Abstract
Key message
Comparative genetic mapping revealed the origin of Xishuangbanna cucumber through diversification selection after domestication. QTL mapping provided insights into the genetic basis of traits under diversification selection during crop evolution.
Abstract
The Xishuangbanna cucumber, Cucumis sativus L. var. xishuangbannanesis Qi et Yuan (XIS), is a semi-wild landrace from the tropical southwest China with some unique traits that are very useful for cucumber breeding, such as tolerance to low light, large fruit size, heavy fruit weight, and orange flesh color in mature fruits.
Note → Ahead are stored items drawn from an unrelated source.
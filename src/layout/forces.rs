use std::f32::consts::TAU;

use glam::Vec3;

#[derive(Clone, Copy)]
pub(super) struct PairParams {
    pub(super) charge_strength: f32,
    pub(super) collision_radius: f32,
    pub(super) collision_strength: f32,
    pub(super) min_distance: f32,
    pub(super) alpha: f32,
}

#[derive(Clone, Copy)]
pub(super) struct Link {
    pub(super) source: usize,
    pub(super) target: usize,
    pub(super) distance: f32,
    pub(super) strength: f32,
    pub(super) bias: f32,
}

/// Separation direction used when two bodies sit on top of each other.
fn fallback_direction(from: usize, to: usize) -> Vec3 {
    let angle = ((from as f32) * 0.618_034 + (to as f32) * 0.414_214) * TAU;
    Vec3::new(angle.cos(), angle.sin(), 0.0)
}

/// Charge repulsion and collision separation for every unordered pair.
pub(super) fn accumulate_pairwise(positions: &[Vec3], velocities: &mut [Vec3], params: PairParams) {
    let min_distance_sq = params.min_distance * params.min_distance;
    let contact = params.collision_radius * 2.0;

    for i in 0..positions.len() {
        for j in (i + 1)..positions.len() {
            let mut delta = positions[j] - positions[i];
            let mut distance_sq = delta.length_squared();
            if distance_sq < min_distance_sq {
                if distance_sq <= f32::EPSILON {
                    delta = fallback_direction(i, j) * params.min_distance;
                }
                distance_sq = min_distance_sq;
            }

            // negative strength pushes i away from j
            let weight = params.charge_strength * params.alpha / distance_sq;
            velocities[i] += delta * weight;
            velocities[j] -= delta * weight;

            let distance = distance_sq.sqrt();
            if distance < contact {
                let overlap = (contact - distance) / distance * params.collision_strength * 0.5;
                velocities[i] -= delta * overlap;
                velocities[j] += delta * overlap;
            }
        }
    }
}

/// Spring pull along every link, looking one step ahead like the velocity it will produce.
pub(super) fn accumulate_links(
    links: &[Link],
    positions: &[Vec3],
    velocities: &mut [Vec3],
    alpha: f32,
    min_distance: f32,
) {
    for link in links {
        let (source, target) = (link.source, link.target);
        if source == target || source >= positions.len() || target >= positions.len() {
            continue;
        }

        let mut delta =
            (positions[target] + velocities[target]) - (positions[source] + velocities[source]);
        let mut distance = delta.length();
        if distance <= f32::EPSILON {
            delta = fallback_direction(source, target) * min_distance;
            distance = min_distance;
        }

        let pull = (distance - link.distance) / distance * alpha * link.strength;
        let correction = delta * pull;
        velocities[target] -= correction * link.bias;
        velocities[source] += correction * (1.0 - link.bias);
    }
}

/// Shifts free bodies so the centroid of all bodies moves toward the origin by `strength`.
pub(super) fn recenter(positions: &mut [Vec3], free: &[bool], strength: f32) {
    if positions.is_empty() {
        return;
    }

    let centroid = positions.iter().copied().sum::<Vec3>() / positions.len() as f32;
    if centroid.length_squared() <= 1e-12 {
        return;
    }

    let shift = centroid * strength;
    for (position, free) in positions.iter_mut().zip(free) {
        if *free {
            *position -= shift;
        }
    }
}
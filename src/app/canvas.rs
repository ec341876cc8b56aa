use eframe::egui::{self, Align2, Color32, FontId, Sense, Stroke, Ui, vec2};

use crate::camera::ProjectionMode;
use crate::graph::RenderSnapshot;

use super::ConceptGraphApp;
use super::render_utils::{blend_color, circle_visible, draw_background, draw_grid};

const EDGE_COLOR: Color32 = Color32::from_rgb(150, 160, 176);
const EDGE_HOVER_COLOR: Color32 = Color32::from_rgb(241, 146, 94);
const MATCH_COLOR: Color32 = Color32::from_rgb(103, 196, 255);
const HOVER_RING_COLOR: Color32 = Color32::from_rgb(245, 206, 93);

impl ConceptGraphApp {
    pub(super) fn draw_canvas(&mut self, ui: &mut Ui) {
        let (rect, response) = ui.allocate_exact_size(ui.available_size(), Sense::click_and_drag());
        let painter = ui.painter_at(rect);

        let frame_delta_seconds = ui
            .ctx()
            .input(|input| input.stable_dt)
            .clamp(1.0 / 240.0, 1.0 / 20.0);
        let moving = self.engine.step(frame_delta_seconds);

        let picking = self.engine.snapshot(rect);
        self.handle_pointer(ui, &response, &picking, rect);

        let snapshot = self.engine.snapshot(rect);
        draw_background(&painter, rect);
        if snapshot.mode == ProjectionMode::Planar {
            draw_grid(&painter, rect, self.engine.camera().pan(), snapshot.zoom);
        }

        if snapshot.nodes.is_empty() {
            painter.text(
                rect.center(),
                Align2::CENTER_CENTER,
                "Type a concept above and press Enter",
                FontId::proportional(16.0),
                Color32::from_gray(150),
            );
        }

        self.paint_snapshot(&painter, rect, &snapshot);
        self.paint_hover_details(&painter, rect, &snapshot);

        if self.engine.gesture_active() {
            ui.output_mut(|output| output.cursor_icon = egui::CursorIcon::Grabbing);
        } else if self.engine.hovered().is_some() {
            ui.output_mut(|output| output.cursor_icon = egui::CursorIcon::Grab);
        }

        if moving || self.engine.gesture_active() {
            ui.ctx().request_repaint();
        }
    }

    fn handle_pointer(
        &mut self,
        ui: &Ui,
        response: &egui::Response,
        picking: &RenderSnapshot,
        rect: egui::Rect,
    ) {
        // drag_started fires only after the pointer has travelled past the click distance
        if response.drag_started()
            && let Some(press) = ui.input(|input| input.pointer.press_origin())
        {
            self.engine.pointer_down(picking.press_target(press), press);
        }
        if response.dragged()
            && let Some(pos) = response.interact_pointer_pos()
        {
            self.engine.pointer_move(pos, rect);
        }
        if response.drag_stopped() {
            self.engine.pointer_up();
        }

        let hover_pos = ui
            .input(|input| input.pointer.hover_pos())
            .filter(|pos| rect.contains(*pos));

        if response.hovered() {
            let steps = ui.input(|input| self.wheel_steps.collect(&input.events));
            let direction = steps.signum() as f32;
            for _ in 0..steps.unsigned_abs() {
                self.engine.wheel(direction, hover_pos, rect);
            }
        }

        if !self.engine.is_dragging_node() {
            let hovered = hover_pos.and_then(|pos| picking.hit_test(pos));
            self.engine.set_hovered(hovered);
        }
    }

    fn paint_snapshot(&self, painter: &egui::Painter, rect: egui::Rect, snapshot: &RenderSnapshot) {
        let zoom_sqrt = snapshot.zoom.sqrt();

        for edge in &snapshot.edges {
            let (color, width) = if edge.hovered {
                (EDGE_HOVER_COLOR, (edge.stroke_width + 1.0) * zoom_sqrt)
            } else {
                (EDGE_COLOR, edge.stroke_width * zoom_sqrt)
            };
            painter.line_segment(
                [edge.from, edge.to],
                Stroke::new(width.clamp(0.4, 6.0), color.gamma_multiply(edge.opacity)),
            );
        }

        let dimmed = self.engine.hovered().is_some();
        for node in &snapshot.nodes {
            if !circle_visible(rect, node.screen, node.radius + 120.0) {
                continue;
            }

            let mut fill = node.color;
            if node.matched {
                fill = blend_color(fill, MATCH_COLOR, 0.6);
            }
            if dimmed && !node.hovered && !node.highlighted {
                fill = fill.gamma_multiply(0.45);
            }
            let fill = fill.gamma_multiply(node.opacity);

            painter.circle_filled(node.screen, node.radius, fill);
            painter.circle_stroke(
                node.screen,
                node.radius,
                Stroke::new(
                    if node.matched { 1.6 } else { 1.0 },
                    Color32::from_rgba_unmultiplied(15, 15, 15, 190).gamma_multiply(node.opacity),
                ),
            );
            if node.hovered {
                painter.circle_stroke(
                    node.screen,
                    node.radius + 4.0,
                    Stroke::new(1.8, HOVER_RING_COLOR),
                );
            }

            let font_size = match snapshot.mode {
                ProjectionMode::Planar => 12.0,
                ProjectionMode::Volumetric => (12.0 * node.scale).clamp(8.0, 20.0),
            };
            painter.text(
                node.screen + vec2(node.radius + 5.0, 0.0),
                Align2::LEFT_CENTER,
                &node.label,
                FontId::proportional(font_size),
                Color32::from_gray(238).gamma_multiply(node.opacity),
            );
        }
    }

    fn paint_hover_details(
        &self,
        painter: &egui::Painter,
        rect: egui::Rect,
        snapshot: &RenderSnapshot,
    ) {
        let Some(hovered) = self.engine.hovered() else {
            return;
        };
        let Some(node) = snapshot.node(hovered) else {
            return;
        };

        let neighbors = self.engine.neighbors(hovered);
        let mut panel_text = format!("{}  |  {} links", node.label, neighbors.len());
        for (other, weight) in neighbors.iter().take(8) {
            if let Some(other) = self.engine.node(*other) {
                panel_text.push_str(&format!("\n  {:.2}  {}", weight, other.text));
            }
        }

        painter.text(
            rect.left_top() + vec2(10.0, 10.0),
            Align2::LEFT_TOP,
            panel_text,
            FontId::proportional(13.0),
            Color32::from_gray(240),
        );
    }
}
In this study, using 124 recombinant inbred lines (RILs) derived from the cross of the XIS cucumber with a cultivated cucumber inbred line, we developed a linkage map with 269 microsatellite (or simple sequence repeat) markers which covered 705.9 cM in seven linkage groups. Comparative analysis of orders of common marker loci or marker-anchored draft genome scaffolds among the wild (C. sativus var. hardwickii), semi-wild, and cultivated cucumber genetic maps revealed that the XIS cucumber shares major chromosomal rearrangements in chromosomes 4, 5, and 7 between the wild and cultivated cucumbers suggesting that the XIS cucumber originated through diversifying selection after cucumber domestication. Several XIS-specific minor structural changes were identified in chromosomes 1 and 6. QTL mapping with the 124 RILs in four environments identified 13 QTLs for domestication and diversifying selection-related traits including 2 for first female flowering time (fft1.1, fft6.1), 5 for mature fruit length (fl1.1, fl3.1, fl4.1, fl6.1, and fl7.1), 3 for fruit diameter (fd1.1, fd4.1, and fd6.1), and 3 for fruit weight (fw2.1, fw4.1, and fw6.1). Six of the 12 QTLs were consistently detected in all four environments. Among the 13 QTLs, fft1.1, fl1.1, fl3.1, fl7.1, fd4.1, and fw6.1 were major-effect QTLs for respective traits with each explaining at least 10 % of the observed phenotypic variations. Results from this study provide insights into the cytological and genetic basis of crop evolution leading to the XIS cucumber. The molecular markers associated with the QTLs should be useful in exploring the XIS cucumber genetic resources for cucumber breeding.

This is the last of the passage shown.